Akzidenz-Grotesk

So here is the deal…I am feeling rather graphically minded this evening, so I have decided to do a blog post everyday on a different typeface. Each day I will go to the next typeface in my typography book, Typographic Specimens: The Great Typefaces by Philip Meggs and Rob Carter, and do a little blog post on the typeface and on feelings towards it in multiple aspects. There are a total of 38 typefaces in this book so this will be a 38 day venture and I hope people decide to join me in my quest for familiarizing oneself in the great typefaces. I decided to do this to keep my mind sharp in the ways of typography and design.

Okay here we go! The first face is a personal favorite, because of the name and look and feel of the body copy. Akzidenz-Grotesk was first introduced to me by my typography professor, Bruce Campbell, and the way he spoke it made the name even more German that it already was. It was first issued by the Berthold type foundry of Berlin in 1898. In England and America it was distributed under the name Standard, which, let’s be honest, sounds lame compared to Akzidenz-Grotesk. An interesting fact about the face is that it was never released in italics. It was used during the first decade of the century very often until the 1930s and 1940s when geometric sans-serif fonts were popular. But in the 1950s it again became widely used under the Swiss design movement. And lastly it inspired probably one of the most widely used sans-serif font, Helvetica.

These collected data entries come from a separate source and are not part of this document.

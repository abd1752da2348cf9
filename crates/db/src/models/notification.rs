//! Notification rows.

use ddms_core::error::CoreError;
use ddms_core::notification::{Notification, NotificationSeverity, NotificationType};
use ddms_core::types::{DbId, Timestamp};
use serde::Serialize;
use sqlx::FromRow;

/// A row from the `notifications` table.
///
/// `kind` and `severity` are selected as text from their enum columns.
#[derive(Debug, Clone, FromRow, Serialize)]
pub struct NotificationRow {
    pub id: DbId,
    pub kind: String,
    pub severity: String,
    pub title: String,
    pub message: String,
    pub user_id: DbId,
    pub device_id: Option<DbId>,
    pub metadata: Option<serde_json::Value>,
    pub read_at: Option<Timestamp>,
    pub dismissed_at: Option<Timestamp>,
    pub created_at: Timestamp,
}

impl TryFrom<NotificationRow> for Notification {
    type Error = CoreError;

    fn try_from(row: NotificationRow) -> Result<Self, Self::Error> {
        Ok(Notification {
            id: row.id,
            kind: NotificationType::parse(&row.kind)?,
            severity: NotificationSeverity::parse(&row.severity)?,
            title: row.title,
            message: row.message,
            user_id: row.user_id,
            device_id: row.device_id,
            metadata: row.metadata.unwrap_or_else(|| serde_json::json!({})),
            read_at: row.read_at,
            dismissed_at: row.dismissed_at,
            created_at: row.created_at,
        })
    }
}

/// Label of a [`NotificationType`] in the `notificationtype` enum type.
pub fn type_label(kind: NotificationType) -> &'static str {
    match kind {
        NotificationType::DeviceDisconnect => "DEVICE_DISCONNECT",
        NotificationType::DeviceAlert => "DEVICE_ALERT",
        NotificationType::System => "SYSTEM",
    }
}

/// Label of a [`NotificationSeverity`] in the `notificationseverity` enum type.
pub fn severity_label(severity: NotificationSeverity) -> &'static str {
    match severity {
        NotificationSeverity::Info => "INFO",
        NotificationSeverity::Warning => "WARNING",
        NotificationSeverity::Error => "ERROR",
        NotificationSeverity::Critical => "CRITICAL",
    }
}
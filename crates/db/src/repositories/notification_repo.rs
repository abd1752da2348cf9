//! Repository for the `notifications` table.

use ddms_core::notification::{NewNotification, NotificationType};
use ddms_core::types::{DbId, Timestamp};
use sqlx::PgPool;

use crate::models::notification::{severity_label, type_label, NotificationRow};

/// Column list for `notifications` queries.
const COLUMNS: &str = "\
    id, type::text AS kind, severity::text AS severity, title, message, \
    user_id, device_id, metadata, read_at, dismissed_at, created_at";

/// Provides creation and deduplication lookups for notifications.
pub struct NotificationRepo;

impl NotificationRepo {
    /// Insert a notification, returning the stored row.
    pub async fn create(
        pool: &PgPool,
        input: &NewNotification,
    ) -> Result<NotificationRow, sqlx::Error> {
        let query = format!(
            "INSERT INTO notifications \
                (id, type, severity, title, message, user_id, device_id, metadata, \
                 created_at, updated_at) \
             VALUES ($1, $2::notificationtype, $3::notificationseverity, $4, $5, $6, $7, $8::json, \
                 $9, $9) \
             RETURNING {COLUMNS}"
        );
        sqlx::query_as::<_, NotificationRow>(&query)
            .bind(DbId::new_v4())
            .bind(type_label(input.kind))
            .bind(severity_label(input.severity))
            .bind(&input.title)
            .bind(&input.message)
            .bind(input.user_id)
            .bind(input.device_id)
            .bind(&input.metadata)
            .bind(input.created_at)
            .fetch_one(pool)
            .await
    }

    /// Most recent non-dismissed notification of `kind` for a
    /// (user, device) pair created at or after `since`.
    pub async fn find_recent_undismissed(
        pool: &PgPool,
        user_id: DbId,
        device_id: DbId,
        kind: NotificationType,
        since: Timestamp,
    ) -> Result<Option<NotificationRow>, sqlx::Error> {
        let query = format!(
            "SELECT {COLUMNS} FROM notifications \
             WHERE user_id = $1 \
               AND device_id = $2 \
               AND type = $3::notificationtype \
               AND created_at >= $4 \
               AND dismissed_at IS NULL \
             ORDER BY created_at DESC \
             LIMIT 1"
        );
        sqlx::query_as::<_, NotificationRow>(&query)
            .bind(user_id)
            .bind(device_id)
            .bind(type_label(kind))
            .bind(since)
            .fetch_optional(pool)
            .await
    }
}
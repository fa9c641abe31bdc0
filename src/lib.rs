pub mod board;
pub mod sync;

pub use board::{Board, MoveError, MoveOutcome, MoveSet, Piece, PieceKind, SpecialMove, Square, Team};
pub use sync::SharedBoard;
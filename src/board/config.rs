//! Rules configuration.

#[cfg(feature = "serde")]
use serde::{Deserialize, Serialize};

/// How castling eligibility treats attacked squares.
#[derive(Clone, Copy, Debug, Default, PartialEq, Eq, Hash)]
#[cfg_attr(feature = "serde", derive(Serialize, Deserialize))]
pub enum CastlingPolicy {
    /// Only occupancy of the squares between king and rook is checked. The
    /// king may castle out of or through check (it may not land in check).
    #[default]
    Lenient,
    /// The king may not castle while in check nor pass over an attacked square.
    Strict,
}

/// Rules options carried by every board, including speculative copies.
#[derive(Clone, Copy, Debug, Default, PartialEq, Eq, Hash)]
#[cfg_attr(feature = "serde", derive(Serialize, Deserialize))]
pub struct RulesConfig {
    pub castling: CastlingPolicy,
}

impl RulesConfig {
    /// Standard tournament rules: strict castling.
    #[must_use]
    pub const fn strict() -> Self {
        RulesConfig {
            castling: CastlingPolicy::Strict,
        }
    }
}
//! Board state and game rules.
//!
//! An 8x8 grid of optional pieces with legal move generation, check
//! detection and move execution, including castling and promotion.
//!
//! # Example
//! ```
//! use chess_rules::board::{Board, Square, Team};
//!
//! let mut board = Board::new();
//! let from = Square::new(4, 6).unwrap();
//! let moves = board.legal_moves(from).unwrap();
//! assert_eq!(moves.len(), 2);
//!
//! board.execute_move(from, Square::new(4, 4).unwrap()).unwrap();
//! assert!(!board.is_in_check(Team::Minus));
//! ```

mod builder;
mod config;
mod encoding;
mod error;
mod execute;
mod movegen;
mod promotion;
mod state;
mod types;

#[cfg(test)]
mod tests;

pub use builder::BoardBuilder;
pub use config::{CastlingPolicy, RulesConfig};
pub use error::{EncodingError, MoveError, PieceError, SquareError};
pub use execute::MoveOutcome;
pub use movegen::Mode;
pub use promotion::{AlwaysQueen, PromotionChooser};
pub use state::Board;
pub use types::{
    format_squares, parse_squares, MoveSet, Piece, PieceKind, SpecialMove, Square, TaggedMove,
    Team,
};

Now let’s talk about the design of the typeface. Akzidenz-Grotesk has minimal changes in the stroke weight, the upper case A is cut off at the top making it flat, and the upper case G has a spur that comes down at the base. The lower case a and t have a curved serif at the foot and the x-height is bigger than most typefaces of its time. And lastly the ascenders and descenders are both on the shorter side. Personally I like this font, but only in body copy and in a few letters.

As body copy it looks best in 8 point with a little more tracking that normal. It also looks good in larger point sizes, but again I think having more than normal tracking make it look a lot better. Also with the tracking bigger than normal it creates an interesting and less distracting space around the words and between the lines. As far as overall size goes I think this typeface looks better smaller and in lower case. Although I think the upper case Q is great I don’t find the other upper case forms appealing. The most appealing letters are probably the lower case f and j because of the long thin forms with the a hook at one end. I also show favoritism towards modernist design, so I will tend to gravitate towards more simple forms.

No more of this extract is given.